MILANO – Il dito medio di Johnny Cash e gli Stones. Miles Davis e San Francisco. L’America degli anni Sessanta e la rivoluzione hippy. E ancora, Dylan, Hendrix e Woodstock, il flower power e Manhattan, il jazz e le contestazioni. Dove succedeva qualcosa lui c’era. Sempre. Era lì, dietro le quinte della storia, a scattare, a inquadrare, a capire. Attenzione però: Jim Marshall non era un semplice fotografo, era molto di più. Ribelle, anticonformista, autore, non a caso il solo ad avere accesso al backstage dell’ultimo concerto dei Beatles, il 29 agosto 1966 a San Francisco, la fine di un’era, l’inizio di un’altra. Infine un documentario, Show Me The Picture: The Story of Jim Marshall, in streaming su Prime Video, che cerca di raccontarlo.

Un documentario che è anche un viaggio nella (contro)cultura di un Paese, sulle tracce di un ragazzo che cominciò a scattare alla fine degli anni Cinquanta, entrando nel giro dei jazz club della West Coast finendo quasi accidentalmente per seguire la registrazione di My Favorite Things di John Coltrane e imbattendosi poi in uno smunto cantante del Minnesota: Bob Dylan. Da lì l’ascesa di Marshall sarà irresistibile tanto che poi nel 1972 – inviato di Life – finirà in tour con i Rolling Stones. «Ma quando fotografo le persone non mi piace dare indicazioni», riflette Marshall in un passaggio del documentario, «Non ci sono parrucchieri né trucco. Sono come un giornalista, solo che uso una macchina fotografica; interagisco coi miei soggetti nel loro habitat, e se va bene, mi immergo a tal punto nella situazione da diventare una cosa unica con la mia macchina».

Giornalista, fotografo, antropologo, sociologo, pazzo, in preda agli eccessi, folle e geniale: Marshall – scomparso nel 2010 a 74 anni – in Show Me The Picture emerge in tutta la sua unicità, quasi un personaggio da film di Cameron Crowe, imprevedibile e irregolare. Diretto da Alfred George Bailey, il documentario mette in fila le testimonianze di chi c’era e lo vide all’opera, da Graham Nash a Peter Frampton, raccontando anche un’epoca in cui tutto era possibile e la fotografia, non omologata, mai omologata, aveva un ruolo fondamentale. Un mito, quello di Marshall, talmente grande, che a un certo punto di Show Me The Picture si ascolta anche un aneddoto molto particolare.

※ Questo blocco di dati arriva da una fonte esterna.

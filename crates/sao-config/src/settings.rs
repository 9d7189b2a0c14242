//! Typed views over the effective config.
//!
//! ```yaml
//! allocation:
//!   investment: 10000        # > 0; CLI flag may supply it instead
//!   max_units: 30            # optional, >= 1
//!   mode: deviation          # deviation | deployment
//!   deployment_band: 100     # >= 0
//! prices:
//!   source: twelvedata       # static | twelvedata
//!   api_key_env: TWELVEDATA_API_KEY
//!   base_url: https://api.twelvedata.com
//!   cache_ttl_seconds: 3600
//! ```
//!
//! Every key is optional. Wrong types and out-of-range values are errors
//! (`CONFIG_INVALID`), never silently defaulted.

use anyhow::{bail, Result};
use serde_json::Value;

use sao_portfolio::{AllocationMode, DEFAULT_DEPLOYMENT_BAND};

#[derive(Debug, Clone, PartialEq)]
pub struct AllocationSettings {
    pub investment: Option<f64>,
    pub max_units: Option<u64>,
    pub mode: AllocationMode,
    pub deployment_band: f64,
}

impl Default for AllocationSettings {
    fn default() -> Self {
        Self {
            investment: None,
            max_units: None,
            mode: AllocationMode::MinimizeDeviation,
            deployment_band: DEFAULT_DEPLOYMENT_BAND,
        }
    }
}

impl AllocationSettings {
    pub fn from_config_json(config: &Value) -> Result<Self> {
        let mut out = Self::default();

        if let Some(v) = read_f64(config, "/allocation/investment")? {
            if v <= 0.0 {
                bail!("CONFIG_INVALID /allocation/investment: must be > 0, got {v}");
            }
            out.investment = Some(v);
        }

        if let Some(v) = config.pointer("/allocation/max_units") {
            match v.as_u64() {
                Some(n) if n >= 1 => out.max_units = Some(n),
                _ => bail!("CONFIG_INVALID /allocation/max_units: expected integer >= 1, got {v}"),
            }
        }

        if let Some(s) = read_str(config, "/allocation/mode")? {
            out.mode = match AllocationMode::parse(&s) {
                Some(m) => m,
                None => bail!(
                    "CONFIG_INVALID /allocation/mode: '{s}'; expected deviation | deployment"
                ),
            };
        }

        if let Some(v) = read_f64(config, "/allocation/deployment_band")? {
            if v < 0.0 {
                bail!("CONFIG_INVALID /allocation/deployment_band: must be >= 0, got {v}");
            }
            out.deployment_band = v;
        }

        Ok(out)
    }
}

#[derive(Debug, Clone, Copy, PartialEq, Eq)]
pub enum PriceSource {
    Static,
    TwelveData,
}

impl PriceSource {
    pub fn as_str(&self) -> &'static str {
        match self {
            PriceSource::Static => "static",
            PriceSource::TwelveData => "twelvedata",
        }
    }

    pub fn parse(s: &str) -> Option<Self> {
        match s.trim().to_ascii_lowercase().as_str() {
            "static" => Some(PriceSource::Static),
            "twelvedata" => Some(PriceSource::TwelveData),
            _ => None,
        }
    }
}

/// `/prices/*`. `base_url` and `cache_ttl_seconds` stay `None` when absent so
/// the resolver crate's defaults apply.
#[derive(Debug, Clone, PartialEq)]
pub struct PriceSettings {
    pub source: PriceSource,
    pub api_key_env: Option<String>,
    pub base_url: Option<String>,
    pub cache_ttl_seconds: Option<i64>,
}

impl PriceSettings {
    pub fn from_config_json(config: &Value) -> Result<Self> {
        let source = match read_str(config, "/prices/source")? {
            None => PriceSource::TwelveData,
            Some(s) => match PriceSource::parse(&s) {
                Some(src) => src,
                None => bail!("CONFIG_INVALID /prices/source: '{s}'; expected static | twelvedata"),
            },
        };

        let cache_ttl_seconds = match config.pointer("/prices/cache_ttl_seconds") {
            None => None,
            Some(v) => match v.as_i64() {
                Some(n) if n >= 0 => Some(n),
                _ => bail!(
                    "CONFIG_INVALID /prices/cache_ttl_seconds: expected integer >= 0, got {v}"
                ),
            },
        };

        Ok(Self {
            source,
            api_key_env: read_str(config, "/prices/api_key_env")?,
            base_url: read_str(config, "/prices/base_url")?,
            cache_ttl_seconds,
        })
    }
}

fn read_f64(config: &Value, pointer: &str) -> Result<Option<f64>> {
    match config.pointer(pointer) {
        None => Ok(None),
        Some(v) => match v.as_f64() {
            Some(n) if n.is_finite() => Ok(Some(n)),
            _ => bail!("CONFIG_INVALID {pointer}: expected a number, got {v}"),
        },
    }
}

/// Blank strings count as absent.
fn read_str(config: &Value, pointer: &str) -> Result<Option<String>> {
    match config.pointer(pointer) {
        None => Ok(None),
        Some(Value::String(s)) if s.trim().is_empty() => Ok(None),
        Some(Value::String(s)) => Ok(Some(s.trim().to_string())),
        Some(v) => bail!("CONFIG_INVALID {pointer}: expected a string, got {v}"),
    }
}

#[cfg(test)]
mod tests {
    use super::*;
    use serde_json::json;

    #[test]
    fn empty_config_uses_defaults() {
        let a = AllocationSettings::from_config_json(&json!({})).unwrap();
        assert_eq!(a, AllocationSettings::default());
        assert_eq!(a.deployment_band, 100.0);

        let p = PriceSettings::from_config_json(&json!({})).unwrap();
        assert_eq!(p.source, PriceSource::TwelveData);
        assert_eq!(p.api_key_env, None);
    }

    #[test]
    fn integer_investment_is_accepted() {
        let a = AllocationSettings::from_config_json(&json!({"allocation": {"investment": 1000}}))
            .unwrap();
        assert_eq!(a.investment, Some(1000.0));
    }

    #[test]
    fn string_investment_is_rejected() {
        let err =
            AllocationSettings::from_config_json(&json!({"allocation": {"investment": "1000"}}))
                .unwrap_err();
        assert!(err.to_string().contains("CONFIG_INVALID /allocation/investment"));
    }

    #[test]
    fn zero_max_units_is_rejected() {
        assert!(
            AllocationSettings::from_config_json(&json!({"allocation": {"max_units": 0}}))
                .is_err()
        );
    }

    #[test]
    fn blank_strings_are_absent() {
        let p = PriceSettings::from_config_json(&json!({"prices": {"base_url": "  "}})).unwrap();
        assert_eq!(p.base_url, None);
    }

    #[test]
    fn price_source_parse_is_case_insensitive() {
        assert_eq!(PriceSource::parse("TwelveData"), Some(PriceSource::TwelveData));
        assert_eq!(PriceSource::parse(" STATIC "), Some(PriceSource::Static));
        assert_eq!(PriceSource::parse("yahoo"), None);
    }
}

«Ricordate il fotografo interpretato da Dennis Hopper in Apocalypse Now?», chiede in camera uno degli intervistati, «bene, era ispirato proprio a Jim. Probabilmente Dennis lo vide fatto di acido durante uno dei concerti a Monterey nel 1967 e se lo ricordò poi sul set del film di Coppola». Un altro tassello per alimentare il mito di un uomo che, in realtà, non aveva bisogno di mito, era molto meglio del suo mito. Marshall morì undici anni fa – il 24 marzo 2010 – a New York, al W Hotel su Lexington Avenue, nel sonno e l’uscita italiana di Show Me The Picture è uno dei (molti) modi in cui si può recuperare l’opera di un artista che seppe immortalare un’intera epoca. Non perdetelo.